From the first line to the last, write out the data below exactly.
-- AVAILABLE DATA follows --
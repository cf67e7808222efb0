//! OpenAI-compatible chat completions backend

use super::{CompletionSettings, into_response, status_error, transport_error};
use async_trait::async_trait;
use serde::{Deserialize, Serialize};
use serde_json::{Value, json};
use taskpilot_application::{BackendError, CompletionBackend};
use taskpilot_domain::{CompletionOptions, CompletionResponse};
use tracing::debug;

const DEFAULT_BASE_URL: &str = "https://api.openai.com/v1";

#[derive(Debug, Serialize)]
struct ChatMessage<'a> {
    role: &'static str,
    content: &'a str,
}

#[derive(Debug, Serialize)]
struct ChatRequest<'a> {
    model: &'a str,
    messages: Vec<ChatMessage<'a>>,
    #[serde(skip_serializing_if = "Option::is_none")]
    max_tokens: Option<u32>,
    #[serde(skip_serializing_if = "Option::is_none")]
    temperature: Option<f32>,
    #[serde(skip_serializing_if = "Option::is_none")]
    top_p: Option<f32>,
    #[serde(skip_serializing_if = "<[String]>::is_empty")]
    stop: &'a [String],
    #[serde(skip_serializing_if = "Option::is_none")]
    response_format: Option<Value>,
}

#[derive(Debug, Deserialize)]
struct ChatResponse {
    #[serde(default)]
    choices: Vec<ChatChoice>,
}

#[derive(Debug, Deserialize)]
struct ChatChoice {
    message: ChatMessageResponse,
}

#[derive(Debug, Deserialize)]
struct ChatMessageResponse {
    #[serde(default)]
    content: Option<String>,
}

pub struct OpenAiCompatibleBackend {
    client: reqwest::Client,
    endpoint: String,
    api_key: String,
    model: String,
    max_tokens: Option<u32>,
    temperature: Option<f32>,
}

impl OpenAiCompatibleBackend {
    pub fn new(client: reqwest::Client, settings: &CompletionSettings, api_key: String) -> Self {
        let base = settings.base_url.as_deref().unwrap_or(DEFAULT_BASE_URL);
        Self {
            client,
            endpoint: format!("{}/chat/completions", base.trim_end_matches('/')),
            api_key,
            model: settings.model.clone(),
            max_tokens: settings.max_tokens,
            temperature: settings.temperature,
        }
    }

    pub fn endpoint(&self) -> &str {
        &self.endpoint
    }

    fn request<'a>(&'a self, prompt: &'a str, options: &'a CompletionOptions) -> ChatRequest<'a> {
        let mut messages = Vec::with_capacity(2);
        if let Some(system) = options.system_prompt.as_deref() {
            messages.push(ChatMessage {
                role: "system",
                content: system,
            });
        }
        messages.push(ChatMessage {
            role: "user",
            content: prompt,
        });

        ChatRequest {
            model: options.model.as_deref().unwrap_or(&self.model),
            messages,
            max_tokens: options.max_tokens.or(self.max_tokens),
            temperature: options.temperature.or(self.temperature),
            top_p: options.top_p,
            stop: &options.stop,
            response_format: options
                .wants_json()
                .then(|| json!({"type": "json_object"})),
        }
    }
}

fn parse_body(body: ChatResponse) -> Result<String, BackendError> {
    body.choices
        .into_iter()
        .next()
        .and_then(|c| c.message.content)
        .ok_or_else(|| BackendError::InvalidResponse("response has no message content".into()))
}

#[async_trait]
impl CompletionBackend for OpenAiCompatibleBackend {
    fn name(&self) -> &str {
        "openai"
    }

    async fn complete(
        &self,
        prompt: &str,
        options: &CompletionOptions,
    ) -> Result<CompletionResponse, BackendError> {
        let request = self.request(prompt, options);
        debug!(model = request.model, bytes = prompt.len(), "Sending chat completion");

        let response = self
            .client
            .post(&self.endpoint)
            .bearer_auth(&self.api_key)
            .json(&request)
            .send()
            .await
            .map_err(transport_error)?;

        if !response.status().is_success() {
            return Err(status_error(response).await);
        }

        let body: ChatResponse = response
            .json()
            .await
            .map_err(|e| BackendError::InvalidResponse(e.to_string()))?;
        Ok(into_response(parse_body(body)?, options.wants_json()))
    }
}
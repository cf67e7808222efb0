//! Browsing port
//!
//! Web search and page retrieval, used by research and browse actions.

use super::collaborator_error::CollaboratorError;
use async_trait::async_trait;
use serde::{Deserialize, Serialize};

/// One search hit
#[derive(Debug, Clone, PartialEq, Eq, Serialize, Deserialize)]
pub struct SearchResult {
    pub title: String,
    pub url: String,
    pub snippet: String,
}

#[derive(Debug, Clone, PartialEq, Eq, Serialize, Deserialize)]
pub struct SearchOptions {
    pub max_results: usize,
}

impl Default for SearchOptions {
    fn default() -> Self {
        Self { max_results: 5 }
    }
}

#[derive(Debug, Clone, PartialEq, Eq, Serialize, Deserialize)]
pub struct VisitOptions {
    /// Longest text content returned, in bytes
    pub max_text_bytes: usize,
}

impl Default for VisitOptions {
    fn default() -> Self {
        Self {
            max_text_bytes: 50_000,
        }
    }
}

/// A fetched page
#[derive(Debug, Clone, PartialEq, Eq, Serialize, Deserialize)]
pub struct PageContent {
    pub url: String,
    pub title: Option<String>,
    pub status_code: u16,
    /// Raw body
    pub content: String,
    /// Visible text extracted from the body
    pub text_content: String,
}

#[async_trait]
pub trait Browser: Send + Sync {
    async fn search(
        &self,
        query: &str,
        options: &SearchOptions,
    ) -> Result<Vec<SearchResult>, CollaboratorError>;

    async fn visit_url(
        &self,
        url: &str,
        options: &VisitOptions,
    ) -> Result<PageContent, CollaboratorError>;
}
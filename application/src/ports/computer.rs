//! OS/computer-control port
//!
//! Only computer-control actions use this port, and every command passes the
//! executor's deny-list before it gets here.

use super::collaborator_error::CollaboratorError;
use async_trait::async_trait;
use serde::{Deserialize, Serialize};
use taskpilot_domain::Screenshot;

/// Result of a shell command
#[derive(Debug, Clone, PartialEq, Eq, Serialize, Deserialize)]
pub struct CommandOutput {
    pub exit_code: Option<i32>,
    pub stdout: String,
    pub stderr: String,
}

impl CommandOutput {
    pub fn success(&self) -> bool {
        self.exit_code == Some(0)
    }
}

#[async_trait]
pub trait ComputerControl: Send + Sync {
    async fn execute_command(
        &self,
        command: &str,
        working_dir: Option<&str>,
    ) -> Result<CommandOutput, CollaboratorError>;

    async fn take_screenshot(&self) -> Result<Screenshot, CollaboratorError>;

    async fn send_input(&self, input: &str) -> Result<(), CollaboratorError>;

    async fn control_app(&self, app: &str, operation: &str) -> Result<String, CollaboratorError>;
}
-- AVAILABLE DATA concluded --
SOLUTION TO THIS TASK:
repository cf67e7808222efb0
//! OpenAI-compatible chat completions backend

use super::{CompletionSettings, into_response, status_error, transport_error};
use async_trait::async_trait;
use serde::{Deserialize, Serialize};
use serde_json::{Value, json};
use taskpilot_application::{BackendError, CompletionBackend};
use taskpilot_domain::{CompletionOptions, CompletionResponse};
use tracing::debug;

const DEFAULT_BASE_URL: &str = "https://api.openai.com/v1";

#[derive(Debug, Serialize)]
struct ChatMessage<'a> {
    role: &'static str,
    content: &'a str,
}

#[derive(Debug, Serialize)]
struct ChatRequest<'a> {
    model: &'a str,
    messages: Vec<ChatMessage<'a>>,
    #[serde(skip_serializing_if = "Option::is_none")]
    max_tokens: Option<u32>,
    #[serde(skip_serializing_if = "Option::is_none")]
    temperature: Option<f32>,
    #[serde(skip_serializing_if = "Option::is_none")]
    top_p: Option<f32>,
    #[serde(skip_serializing_if = "<[String]>::is_empty")]
    stop: &'a [String],
    #[serde(skip_serializing_if = "Option::is_none")]
    response_format: Option<Value>,
}

#[derive(Debug, Deserialize)]
struct ChatResponse {
    #[serde(default)]
    choices: Vec<ChatChoice>,
}

#[derive(Debug, Deserialize)]
struct ChatChoice {
    message: ChatMessageResponse,
}

#[derive(Debug, Deserialize)]
struct ChatMessageResponse {
    #[serde(default)]
    content: Option<String>,
}

pub struct OpenAiCompatibleBackend {
    client: reqwest::Client,
    endpoint: String,
    api_key: String,
    model: String,
    max_tokens: Option<u32>,
    temperature: Option<f32>,
}

impl OpenAiCompatibleBackend {
    pub fn new(client: reqwest::Client, settings: &CompletionSettings, api_key: String) -> Self {
        let base = settings.base_url.as_deref().unwrap_or(DEFAULT_BASE_URL);
        Self {
            client,
            endpoint: format!("{}/chat/completions", base.trim_end_matches('/')),
            api_key,
            model: settings.model.clone(),
            max_tokens: settings.max_tokens,
            temperature: settings.temperature,
        }
    }

    pub fn endpoint(&self) -> &str {
        &self.endpoint
    }

    fn request<'a>(&'a self, prompt: &'a str, options: &'a CompletionOptions) -> ChatRequest<'a> {
        let mut messages = Vec::with_capacity(2);
        if let Some(system) = options.system_prompt.as_deref() {
            messages.push(ChatMessage {
                role: "system",
                content: system,
            });
        }
        messages.push(ChatMessage {
            role: "user",
            content: prompt,
        });

        ChatRequest {
            model: options.model.as_deref().unwrap_or(&self.model),
            messages,
            max_tokens: options.max_tokens.or(self.max_tokens),
            temperature: options.temperature.or(self.temperature),
            top_p: options.top_p,
            stop: &options.stop,
            response_format: options
                .wants_json()
                .then(|| json!({"type": "json_object"})),
        }
    }
}

fn parse_body(body: ChatResponse) -> Result<String, BackendError> {
    body.choices
        .into_iter()
        .next()
        .and_then(|c| c.message.content)
        .ok_or_else(|| BackendError::InvalidResponse("response has no message content".into()))
}

#[async_trait]
impl CompletionBackend for OpenAiCompatibleBackend {
    fn name(&self) -> &str {
        "openai"
    }

    async fn complete(
        &self,
        prompt: &str,
        options: &CompletionOptions,
    ) -> Result<CompletionResponse, BackendError> {
        let request = self.request(prompt, options);
        debug!(model = request.model, bytes = prompt.len(), "Sending chat completion");

        let response = self
            .client
            .post(&self.endpoint)
            .bearer_auth(&self.api_key)
            .json(&request)
            .send()
            .await
            .map_err(transport_error)?;

        if !response.status().is_success() {
            return Err(status_error(response).await);
        }

        let body: ChatResponse = response
            .json()
            .await
            .map_err(|e| BackendError::InvalidResponse(e.to_string()))?;
        Ok(into_response(parse_body(body)?, options.wants_json()))
    }
}
repository cf67e7808222efb0
//! Browsing port
//!
//! Web search and page retrieval, used by research and browse actions.

use super::collaborator_error::CollaboratorError;
use async_trait::async_trait;
use serde::{Deserialize, Serialize};

/// One search hit
#[derive(Debug, Clone, PartialEq, Eq, Serialize, Deserialize)]
pub struct SearchResult {
    pub title: String,
    pub url: String,
    pub snippet: String,
}

#[derive(Debug, Clone, PartialEq, Eq, Serialize, Deserialize)]
pub struct SearchOptions {
    pub max_results: usize,
}

impl Default for SearchOptions {
    fn default() -> Self {
        Self { max_results: 5 }
    }
}

#[derive(Debug, Clone, PartialEq, Eq, Serialize, Deserialize)]
pub struct VisitOptions {
    /// Longest text content returned, in bytes
    pub max_text_bytes: usize,
}

impl Default for VisitOptions {
    fn default() -> Self {
        Self {
            max_text_bytes: 50_000,
        }
    }
}

/// A fetched page
#[derive(Debug, Clone, PartialEq, Eq, Serialize, Deserialize)]
pub struct PageContent {
    pub url: String,
    pub title: Option<String>,
    pub status_code: u16,
    /// Raw body
    pub content: String,
    /// Visible text extracted from the body
    pub text_content: String,
}

#[async_trait]
pub trait Browser: Send + Sync {
    async fn search(
        &self,
        query: &str,
        options: &SearchOptions,
    ) -> Result<Vec<SearchResult>, CollaboratorError>;

    async fn visit_url(
        &self,
        url: &str,
        options: &VisitOptions,
    ) -> Result<PageContent, CollaboratorError>;
}
filename application/src/ports/computer.rs
//! OS/computer-control port
//!
//! Only computer-control actions use this port, and every command passes the
//! executor's deny-list before it gets here.

use super::collaborator_error::CollaboratorError;
use async_trait::async_trait;
use serde::{Deserialize, Serialize};
use taskpilot_domain::Screenshot;

/// Result of a shell command
#[derive(Debug, Clone, PartialEq, Eq, Serialize, Deserialize)]
pub struct CommandOutput {
    pub exit_code: Option<i32>,
    pub stdout: String,
    pub stderr: String,
}

impl CommandOutput {
    pub fn success(&self) -> bool {
        self.exit_code == Some(0)
    }
}

#[async_trait]
pub trait ComputerControl: Send + Sync {
    async fn execute_command(
        &self,
        command: &str,
        working_dir: Option<&str>,
    ) -> Result<CommandOutput, CollaboratorError>;

    async fn take_screenshot(&self) -> Result<Screenshot, CollaboratorError>;

    async fn send_input(&self, input: &str) -> Result<(), CollaboratorError>;

    async fn control_app(&self, app: &str, operation: &str) -> Result<String, CollaboratorError>;
}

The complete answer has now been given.